Record excerpts:

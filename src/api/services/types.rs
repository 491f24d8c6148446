//! API 类型定义

use serde::{Deserialize, Serialize};
use ts_rs::TS;

use crate::storage::models::TS_EXPORT_PATH;

/// JSON 响应信封
#[derive(Serialize, Deserialize, Clone, Debug, TS)]
#[ts(export, export_to = TS_EXPORT_PATH)]
pub struct ApiResponse<T> {
    pub code: i32,
    pub message: String,
    pub data: Option<T>,
}

/// 统计查询参数
///
/// `limit` 只对 top-N 接口生效
#[derive(Deserialize, Clone, Debug, Default, TS)]
#[ts(export, export_to = TS_EXPORT_PATH)]
pub struct StatsQuery {
    #[ts(optional)]
    pub from: Option<String>,
    #[ts(optional)]
    pub to: Option<String>,
    #[ts(optional)]
    pub advertiser_id: Option<i64>,
    #[ts(optional)]
    pub campaign_id: Option<i64>,
    #[ts(optional)]
    pub influencer_id: Option<i64>,
    #[ts(optional)]
    pub limit: Option<u64>,
}

#[derive(Serialize, Clone, Debug, TS)]
#[ts(export, export_to = TS_EXPORT_PATH)]
pub struct HealthResponse {
    pub status: String,
    pub storage: String,
    pub backend: String,
    pub response_time_ms: u64,
    #[serde(skip_serializing_if = "Option::is_none")]
    #[ts(optional)]
    pub error: Option<String>,
}
//! Application lifecycle
//!
//! - `startup`: storage + service wiring shared by server and CLI
//! - `server`: HTTP server
//! - `commands`: one-shot CLI commands

pub mod commands;
pub mod server;
pub mod startup;

pub use server::run_server;
pub use startup::{AppServices, prepare_services};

What the task requires: Give the material again in full, exactly as it appears above.

Solved exercise:
filename src/api/services/types.rs
repository 491f24d8c6148446
//! API 类型定义

use serde::{Deserialize, Serialize};
use ts_rs::TS;

use crate::storage::models::TS_EXPORT_PATH;

/// JSON 响应信封
#[derive(Serialize, Deserialize, Clone, Debug, TS)]
#[ts(export, export_to = TS_EXPORT_PATH)]
pub struct ApiResponse<T> {
    pub code: i32,
    pub message: String,
    pub data: Option<T>,
}

/// 统计查询参数
///
/// `limit` 只对 top-N 接口生效
#[derive(Deserialize, Clone, Debug, Default, TS)]
#[ts(export, export_to = TS_EXPORT_PATH)]
pub struct StatsQuery {
    #[ts(optional)]
    pub from: Option<String>,
    #[ts(optional)]
    pub to: Option<String>,
    #[ts(optional)]
    pub advertiser_id: Option<i64>,
    #[ts(optional)]
    pub campaign_id: Option<i64>,
    #[ts(optional)]
    pub influencer_id: Option<i64>,
    #[ts(optional)]
    pub limit: Option<u64>,
}

#[derive(Serialize, Clone, Debug, TS)]
#[ts(export, export_to = TS_EXPORT_PATH)]
pub struct HealthResponse {
    pub status: String,
    pub storage: String,
    pub backend: String,
    pub response_time_ms: u64,
    #[serde(skip_serializing_if = "Option::is_none")]
    #[ts(optional)]
    pub error: Option<String>,
}
//! Application lifecycle
//!
//! - `startup`: storage + service wiring shared by server and CLI
//! - `server`: HTTP server
//! - `commands`: one-shot CLI commands

pub mod commands;
pub mod server;
pub mod startup;

pub use server::run_server;
pub use startup::{AppServices, prepare_services};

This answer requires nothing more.